+++ Records for this exercise

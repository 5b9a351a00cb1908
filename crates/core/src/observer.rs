/// Receives events and decides how the caller should proceed.
///
/// Observers let callers monitor or steer an integrator or the playback
/// controller without changing its API, enabling rendering, logging, early
/// stopping, or custom control policies.
///
/// The `observe` method returns `Option<A>`, where `Some(action)` requests a
/// caller-specific action and `None` lets the caller continue unchanged.
///
/// Closures automatically implement `Observer`, and a built-in impl for `()`
/// provides a no-op observer that always returns `None`.
pub trait Observer<E, A> {
    /// Observes an event and optionally returns a control action.
    fn observe(&mut self, event: &E) -> Option<A>;
}

/// Blanket implementation for observer closures.
impl<E, A, F> Observer<E, A> for F
where
    F: FnMut(&E) -> Option<A>,
{
    fn observe(&mut self, event: &E) -> Option<A> {
        self(event)
    }
}

/// A no-op observer that always returns `None`.
impl<E, A> Observer<E, A> for () {
    fn observe(&mut self, _event: &E) -> Option<A> {
        None
    }
}

#[cfg(test)]
mod tests {
    use super::*;

    #[derive(Debug, PartialEq)]
    enum Action {
        Stop,
    }

    fn drive<O: Observer<usize, Action>>(observer: &mut O, events: usize) -> usize {
        for event in 0..events {
            if observer.observe(&event) == Some(Action::Stop) {
                return event;
            }
        }
        events
    }

    #[test]
    fn unit_observer_never_acts() {
        assert_eq!(drive(&mut (), 5), 5);
    }

    #[test]
    fn closure_observer_can_stop() {
        let mut seen = Vec::new();
        let mut observer = |event: &usize| {
            seen.push(*event);
            (*event == 2).then_some(Action::Stop)
        };

        assert_eq!(drive(&mut observer, 5), 2);
        assert_eq!(seen, vec![0, 1, 2]);
    }
}
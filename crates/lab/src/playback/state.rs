/// Where the controller is in its lifecycle.
#[derive(Debug, Clone, Copy, PartialEq, Eq)]
pub enum Phase {
    /// Nothing has been loaded.
    Idle,

    /// A comparison is loaded and no timer is running.
    Ready,

    /// The timer is running.
    Running,

    /// Stopped mid-way with the revealed prefix kept.
    Paused,
}

/// A snapshot of the controller's animation state.
#[derive(Debug, Clone, Copy, PartialEq)]
pub struct AnimationState {
    /// Number of revealed samples, `1..=len` once loaded and `0` while idle.
    pub revealed: usize,

    /// Playback speed multiplier, always positive and finite.
    pub rate: f64,

    /// Where the controller is in its lifecycle.
    pub phase: Phase,
}

impl AnimationState {
    /// Returns `true` while the timer is running.
    #[must_use]
    pub fn is_running(&self) -> bool {
        self.phase == Phase::Running
    }
}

++++++

Please show every line of the material that contains the string "while".

• **Your solution**
    /// Number of revealed samples, `1..=len` once loaded and `0` while idle.
    /// Returns `true` while the timer is running.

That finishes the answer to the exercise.